#### Required work
Please report every line in the entries that contains the string "spoofed".

(Collected data)
····················
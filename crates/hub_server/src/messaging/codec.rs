//! Pure encode/decode functions for the wire format.
//!
//! Decoding happens in two named stages: [`decode_envelope`] for the outer
//! wrapper, then [`decode_payload`] for the string it carries.

use super::types::{
    ChatInfo, Envelope, LocationInfo, Payload, RawPayload, ServerFrame, LOGIN_TYPE, MESSAGE_TYPE,
    UPDATE_TYPE,
};
use crate::error::CodecError;

/// Decodes the outer envelope from raw bytes.
pub fn decode_envelope(raw: &[u8]) -> Result<Envelope, CodecError> {
    serde_json::from_slice(raw).map_err(CodecError::MalformedEnvelope)
}

/// Serializes an envelope for the hub's inbound queue.
pub fn encode_envelope(envelope: &Envelope) -> Result<Vec<u8>, CodecError> {
    serde_json::to_vec(envelope).map_err(CodecError::Encode)
}

/// Decodes an envelope's content string into a typed payload.
///
/// An unknown `type` is not an error; it yields [`Payload::Unrecognized`].
pub fn decode_payload(content: &str) -> Result<Payload, CodecError> {
    let raw: RawPayload = serde_json::from_str(content).map_err(CodecError::MalformedPayload)?;

    let payload = match raw.kind.as_str() {
        LOGIN_TYPE => Payload::Login,
        UPDATE_TYPE => Payload::Update(LocationInfo {
            id: raw.id,
            momentum: raw.momentum,
            angle: raw.angle,
            x: raw.x,
            y: raw.y,
            name: raw.name,
            sex: raw.sex,
            icon: raw.icon,
        }),
        MESSAGE_TYPE => Payload::Message(ChatInfo {
            id: raw.id,
            message: raw.message,
        }),
        _ => Payload::Unrecognized(raw.kind),
    };
    Ok(payload)
}

/// Serializes an outbound frame to JSON text.
pub fn encode_frame(frame: &ServerFrame) -> Result<String, CodecError> {
    serde_json::to_string(frame).map_err(CodecError::Encode)
}

#[cfg(test)]
mod tests {
    use super::*;

    #[test]
    fn test_decode_envelope_missing_fields_default_to_empty() {
        let envelope = decode_envelope(br#"{"sender":"abc"}"#).expect("valid envelope");
        assert_eq!(envelope.sender, "abc");
        assert_eq!(envelope.content, "");
    }

    #[test]
    fn test_decode_envelope_rejects_invalid_json() {
        let err = decode_envelope(b"not json").unwrap_err();
        assert!(matches!(err, CodecError::MalformedEnvelope(_)));

        let err = decode_envelope(br#"{"sender": 12, "content": "{}"}"#).unwrap_err();
        assert!(matches!(err, CodecError::MalformedEnvelope(_)));
    }

    #[test]
    fn test_decode_payload_update() {
        let payload = decode_payload(
            r#"{"type":"update","x":"10","y":"20","angle":"1.5","momentum":"0.2","name":"dizzy"}"#,
        )
        .expect("valid payload");

        match payload {
            Payload::Update(location) => {
                assert_eq!(location.x, "10");
                assert_eq!(location.y, "20");
                assert_eq!(location.angle, "1.5");
                assert_eq!(location.momentum, "0.2");
                assert_eq!(location.name, "dizzy");
                assert_eq!(location.sex, "");
                assert_eq!(location.icon, "");
            }
            other => panic!("expected update, got {other:?}"),
        }
    }

    #[test]
    fn test_decode_payload_login_ignores_extra_fields() {
        let payload = decode_payload(r#"{"type":"login","token":"whatever","x":"1"}"#)
            .expect("valid payload");
        assert_eq!(payload, Payload::Login);
    }

    #[test]
    fn test_decode_payload_chat() {
        let payload = decode_payload(r#"{"type":"message","id":"spoofed","message":"hi"}"#)
            .expect("valid payload");
        assert_eq!(
            payload,
            Payload::Message(ChatInfo {
                id: "spoofed".to_string(),
                message: "hi".to_string(),
            })
        );
    }

    #[test]
    fn test_decode_payload_unknown_type_is_not_an_error() {
        let payload = decode_payload(r#"{"type":"dance"}"#).expect("valid payload");
        assert_eq!(payload, Payload::Unrecognized("dance".to_string()));
    }

    #[test]
    fn test_decode_payload_rejects_non_string_fields() {
        let err = decode_payload(r#"{"type":"update","x":10}"#).unwrap_err();
        assert!(matches!(err, CodecError::MalformedPayload(_)));

        let err = decode_payload(r#"{"type":"message","id":398331,"message":"hi"}"#).unwrap_err();
        assert!(matches!(err, CodecError::MalformedPayload(_)));
    }

    #[test]
    fn test_decode_payload_rejects_empty_content() {
        let err = decode_payload("").unwrap_err();
        assert!(matches!(err, CodecError::MalformedPayload(_)));
    }

    #[test]
    fn test_encode_frames_put_type_first() {
        let welcome = encode_frame(&ServerFrame::Welcome { id: "a".to_string() }).unwrap();
        assert_eq!(welcome, r#"{"type":"welcome","id":"a"}"#);

        let closed = encode_frame(&ServerFrame::Closed { id: "a".to_string() }).unwrap();
        assert_eq!(closed, r#"{"type":"closed","id":"a"}"#);

        let update = encode_frame(&ServerFrame::Update(LocationInfo::initial("a"))).unwrap();
        assert_eq!(
            update,
            r#"{"type":"update","id":"a","momentum":"0.036","angle":"3.063","x":"0","y":"0","name":"a","sex":"-1","icon":""}"#
        );

        let chat = encode_frame(&ServerFrame::Message(ChatInfo {
            id: "a".to_string(),
            message: "hello".to_string(),
        }))
        .unwrap();
        assert_eq!(chat, r#"{"type":"message","id":"a","message":"hello"}"#);
    }
}
//! Message type definitions for client-server communication.
//!
//! Inbound traffic is double-encoded: an [`Envelope`] whose `content` string is
//! itself a JSON payload tagged by a `type` field. Outbound traffic is a single
//! [`ServerFrame`].

use serde::{Deserialize, Serialize};

/// Payload tag for a client login notice.
pub const LOGIN_TYPE: &str = "login";
/// Payload tag for a position report.
pub const UPDATE_TYPE: &str = "update";
/// Payload tag for a chat line.
pub const MESSAGE_TYPE: &str = "message";

/// The outer wrapper produced by a session's read loop.
///
/// ```json
/// { "sender": "0b9e3c1a-...", "content": "{\"type\":\"update\",\"x\":\"10\"}" }
/// ```
#[derive(Debug, Clone, Default, PartialEq, Eq, Serialize, Deserialize)]
pub struct Envelope {
    /// Id of the session the frame arrived on
    #[serde(default)]
    pub sender: String,

    /// The raw frame text, decoded again as a [`Payload`]
    #[serde(default)]
    pub content: String,
}

/// Every field an inbound payload may carry, all as strings.
///
/// Clients send coordinates as strings; a field of any other JSON type makes
/// the whole payload malformed.
#[derive(Debug, Clone, Default, Deserialize)]
pub(crate) struct RawPayload {
    #[serde(rename = "type", default)]
    pub kind: String,
    #[serde(default)]
    pub id: String,
    #[serde(default)]
    pub momentum: String,
    #[serde(default)]
    pub angle: String,
    #[serde(default)]
    pub x: String,
    #[serde(default)]
    pub y: String,
    #[serde(default)]
    pub name: String,
    #[serde(default)]
    pub sex: String,
    #[serde(default)]
    pub icon: String,
    #[serde(default)]
    pub message: String,
}

/// A decoded inner payload.
#[derive(Debug, Clone, PartialEq, Eq)]
pub enum Payload {
    Login,
    Update(LocationInfo),
    Message(ChatInfo),
    /// A well-formed payload whose `type` the hub does not route
    Unrecognized(String),
}

/// Position state of one player.
///
/// The same shape is used for inbound reports and outbound broadcasts.
#[derive(Debug, Clone, Default, PartialEq, Eq, Serialize)]
pub struct LocationInfo {
    pub id: String,
    pub momentum: String,
    pub angle: String,
    pub x: String,
    pub y: String,
    pub name: String,
    pub sex: String,
    pub icon: String,
}

impl LocationInfo {
    /// The position every newly registered session is told about.
    pub fn initial(id: &str) -> Self {
        Self {
            id: id.to_string(),
            momentum: "0.036".to_string(),
            angle: "3.063".to_string(),
            x: "0".to_string(),
            y: "0".to_string(),
            name: id.to_string(),
            sex: "-1".to_string(),
            icon: String::new(),
        }
    }

    /// Copy of this report labelled with a different id.
    pub fn with_id(&self, id: &str) -> Self {
        Self {
            id: id.to_string(),
            ..self.clone()
        }
    }
}

/// A chat line as relayed to every member.
#[derive(Debug, Clone, Default, PartialEq, Eq, Serialize)]
pub struct ChatInfo {
    pub id: String,
    pub message: String,
}

/// A frame sent from the server to a client.
#[derive(Debug, Clone, PartialEq, Eq, Serialize)]
#[serde(tag = "type", rename_all = "lowercase")]
pub enum ServerFrame {
    /// First frame a session receives, carrying its assigned id
    Welcome { id: String },
    /// Position broadcast
    Update(LocationInfo),
    /// Chat re-broadcast
    Message(ChatInfo),
    /// Offline notice for a departed session
    Closed { id: String },
}
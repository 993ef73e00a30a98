//! Connection handling logic for WebSocket clients.
//!
//! This module contains the lifecycle of an individual client session: the
//! upgrade handshake, registration with the hub, and the paired read and
//! write loops that run until the transport is unusable.

use crate::{
    connection::{ClientConnection, HubHandle, SessionId},
    error::ServerError,
    messaging::{encode_envelope, Envelope},
};
use futures_util::{
    stream::{SplitSink, SplitStream},
    SinkExt, StreamExt,
};
use std::net::SocketAddr;
use tokio::net::TcpStream;
use tokio::sync::mpsc;
use tokio_tungstenite::{
    accept_hdr_async,
    tungstenite::{
        handshake::server::{ErrorResponse, Request, Response},
        http::StatusCode,
        Message,
    },
    WebSocketStream,
};
use tracing::{debug, error, trace, warn};

type WsSink = SplitSink<WebSocketStream<TcpStream>, Message>;
type WsSource = SplitStream<WebSocketStream<TcpStream>>;

/// Handles a single client connection from upgrade to cleanup.
///
/// # Connection Flow
///
/// 1. Perform the WebSocket handshake, rejecting any path but `ws_path` with 404
/// 2. Assign a fresh [`SessionId`] and an outbound queue
/// 3. Register the session with the hub
/// 4. Run the read and write loops until both have finished
///
/// # Arguments
///
/// * `stream` - The TCP stream for the client connection
/// * `addr` - The remote address of the client
/// * `hub` - Handle to the hub control loop
/// * `ws_path` - The only path on which upgrades are accepted
/// * `outbound_capacity` - Size of the session's outbound queue
///
/// # Returns
///
/// `Ok(())` once the session has ended, or a `ServerError` if the handshake
/// failed or the hub was unavailable.
pub async fn handle_connection(
    stream: TcpStream,
    addr: SocketAddr,
    hub: HubHandle,
    ws_path: &str,
    outbound_capacity: usize,
) -> Result<(), ServerError> {
    let check_path = |request: &Request, response: Response| -> Result<Response, ErrorResponse> {
        if request.uri().path() == ws_path {
            Ok(response)
        } else {
            let mut not_found = ErrorResponse::new(Some("Not Found".to_string()));
            *not_found.status_mut() = StatusCode::NOT_FOUND;
            Err(not_found)
        }
    };

    let ws_stream = accept_hdr_async(stream, check_path)
        .await
        .map_err(|e| ServerError::Network(format!("WebSocket handshake failed: {e}")))?;

    let id = SessionId::new();
    let (connection, outbound) = ClientConnection::with_queue(id.clone(), addr, outbound_capacity);
    hub.register(connection).await?;

    let (ws_sender, ws_receiver) = ws_stream.split();

    tokio::join!(
        read_loop(id.clone(), ws_receiver, hub.clone()),
        write_loop(id.clone(), ws_sender, outbound, hub),
    );

    debug!("🔌 Session {} finished", id);
    Ok(())
}

/// Forwards every inbound frame to the hub, then unregisters exactly once.
async fn read_loop(id: SessionId, source: WsSource, hub: HubHandle) {
    if let Err(e) = forward_inbound(&id, source, &hub).await {
        error!("Read failed for session {}: {}", id, e);
    }
    if let Err(e) = hub.unregister(id.clone()).await {
        debug!("Could not unregister session {}: {}", id, e);
    }
}

async fn forward_inbound(
    id: &SessionId,
    mut source: WsSource,
    hub: &HubHandle,
) -> Result<(), ServerError> {
    while let Some(message) = source.next().await {
        let content = match message? {
            Message::Text(text) => text.as_str().to_owned(),
            Message::Binary(data) => match String::from_utf8(data.to_vec()) {
                Ok(text) => text,
                Err(_) => {
                    warn!("Session {} sent a non UTF-8 binary frame, skipping", id);
                    continue;
                }
            },
            Message::Close(_) => {
                debug!("🔌 Session {} requested close", id);
                return Ok(());
            }
            _ => continue,
        };

        let envelope = Envelope {
            sender: id.to_string(),
            content,
        };
        match encode_envelope(&envelope) {
            Ok(raw) => hub.broadcast(raw).await?,
            Err(e) => warn!("Failed to wrap frame from session {}: {}", id, e),
        }
    }
    Ok(())
}

/// Drains the outbound queue into the socket.
///
/// When the hub closes the queue a close frame is sent. A write failure
/// ends the loop and asks the hub to drop the session.
async fn write_loop(
    id: SessionId,
    mut sink: WsSink,
    mut outbound: mpsc::Receiver<String>,
    hub: HubHandle,
) {
    match drain_outbound(&mut sink, &mut outbound).await {
        Ok(()) => {
            if let Err(e) = sink.send(Message::Close(None)).await {
                trace!("Close frame for session {} not sent: {}", id, e);
            }
        }
        Err(e) => {
            error!("Failed to send message to session {}: {}", id, e);
            if let Err(e) = hub.unregister(id.clone()).await {
                debug!("Could not unregister session {}: {}", id, e);
            }
        }
    }
}

async fn drain_outbound(
    sink: &mut WsSink,
    outbound: &mut mpsc::Receiver<String>,
) -> Result<(), ServerError> {
    while let Some(frame) = outbound.recv().await {
        sink.send(Message::Text(frame.into())).await?;
    }
    Ok(())
}
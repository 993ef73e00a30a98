//! Routing policy for inbound envelopes.
//!
//! This module decides, per payload type, what the hub should deliver. It never
//! touches the member set itself: the hub applies the returned [`Route`] to
//! whichever members are current when the event is processed.

use super::{
    codec::{decode_envelope, decode_payload, encode_frame},
    types::{LocationInfo, Payload, ServerFrame},
};
use crate::{config::UpdateIdPolicy, error::CodecError};
use tracing::{info, trace};

/// What the hub should do with one inbound envelope.
#[derive(Debug, Clone, PartialEq, Eq)]
pub enum Route {
    /// Nothing is delivered.
    Ignore,
    /// The same serialized frame goes to every member.
    Everyone(String),
    /// A position report that must be re-labelled with each recipient's id
    /// before it is serialized.
    PerRecipient(LocationInfo),
}

/// Decodes a raw envelope and turns its payload into a [`Route`].
///
/// # Routing Rules
///
/// * `login` - logged only
/// * `message` - id re-stamped to the envelope sender, one frame for everyone
/// * `update` - position fields from the sender's report, id chosen by `policy`
/// * anything else - ignored
pub fn plan_route(raw: &[u8], policy: UpdateIdPolicy) -> Result<Route, CodecError> {
    let envelope = decode_envelope(raw)?;
    let payload = decode_payload(&envelope.content)?;

    let route = match payload {
        Payload::Login => {
            info!("🔑 Session {} logged in", envelope.sender);
            Route::Ignore
        }
        Payload::Message(mut chat) => {
            chat.id = envelope.sender;
            Route::Everyone(encode_frame(&ServerFrame::Message(chat))?)
        }
        Payload::Update(report) => {
            let location = report.with_id(&envelope.sender);
            match policy {
                UpdateIdPolicy::Sender => {
                    Route::Everyone(encode_frame(&ServerFrame::Update(location))?)
                }
                UpdateIdPolicy::Recipient => Route::PerRecipient(location),
            }
        }
        Payload::Unrecognized(kind) => {
            trace!("Dropping payload of unrecognized type '{}'", kind);
            Route::Ignore
        }
    };
    Ok(route)
}

#[cfg(test)]
mod tests {
    use super::*;
    use crate::messaging::{codec::encode_envelope, types::Envelope};

    fn envelope(sender: &str, content: &str) -> Vec<u8> {
        encode_envelope(&Envelope {
            sender: sender.to_string(),
            content: content.to_string(),
        })
        .expect("envelope encodes")
    }

    #[test]
    fn test_login_is_ignored() {
        let route = plan_route(&envelope("a", r#"{"type":"login"}"#), UpdateIdPolicy::Sender)
            .expect("routes");
        assert_eq!(route, Route::Ignore);
    }

    #[test]
    fn test_unknown_type_is_ignored() {
        let route = plan_route(&envelope("a", r#"{"type":"jump"}"#), UpdateIdPolicy::Sender)
            .expect("routes");
        assert_eq!(route, Route::Ignore);
    }

    #[test]
    fn test_chat_is_restamped_with_sender() {
        let route = plan_route(
            &envelope("alice", r#"{"type":"message","id":"mallory","message":"hi"}"#),
            UpdateIdPolicy::Recipient,
        )
        .expect("routes");
        assert_eq!(
            route,
            Route::Everyone(r#"{"type":"message","id":"alice","message":"hi"}"#.to_string())
        );
    }

    #[test]
    fn test_update_under_sender_policy_is_one_frame() {
        let route = plan_route(
            &envelope("alice", r#"{"type":"update","id":"x","x":"10","y":"20"}"#),
            UpdateIdPolicy::Sender,
        )
        .expect("routes");
        assert_eq!(
            route,
            Route::Everyone(
                r#"{"type":"update","id":"alice","momentum":"","angle":"","x":"10","y":"20","name":"","sex":"","icon":""}"#
                    .to_string()
            )
        );
    }

    #[test]
    fn test_update_under_recipient_policy_defers_the_id() {
        let route = plan_route(
            &envelope("alice", r#"{"type":"update","x":"10","y":"20","sex":"1"}"#),
            UpdateIdPolicy::Recipient,
        )
        .expect("routes");
        match route {
            Route::PerRecipient(location) => {
                assert_eq!(location.x, "10");
                assert_eq!(location.y, "20");
                assert_eq!(location.sex, "1");
            }
            other => panic!("expected per-recipient route, got {other:?}"),
        }
    }

    #[test]
    fn test_each_stage_reports_its_own_failure() {
        let err = plan_route(b"{", UpdateIdPolicy::Sender).unwrap_err();
        assert!(matches!(err, CodecError::MalformedEnvelope(_)));

        let err = plan_route(&envelope("a", "not json"), UpdateIdPolicy::Sender).unwrap_err();
        assert!(matches!(err, CodecError::MalformedPayload(_)));
    }
}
····················
#### Completed exercise
        let payload = decode_payload(r#"{"type":"message","id":"spoofed","message":"hi"}"#)
                id: "spoofed".to_string(),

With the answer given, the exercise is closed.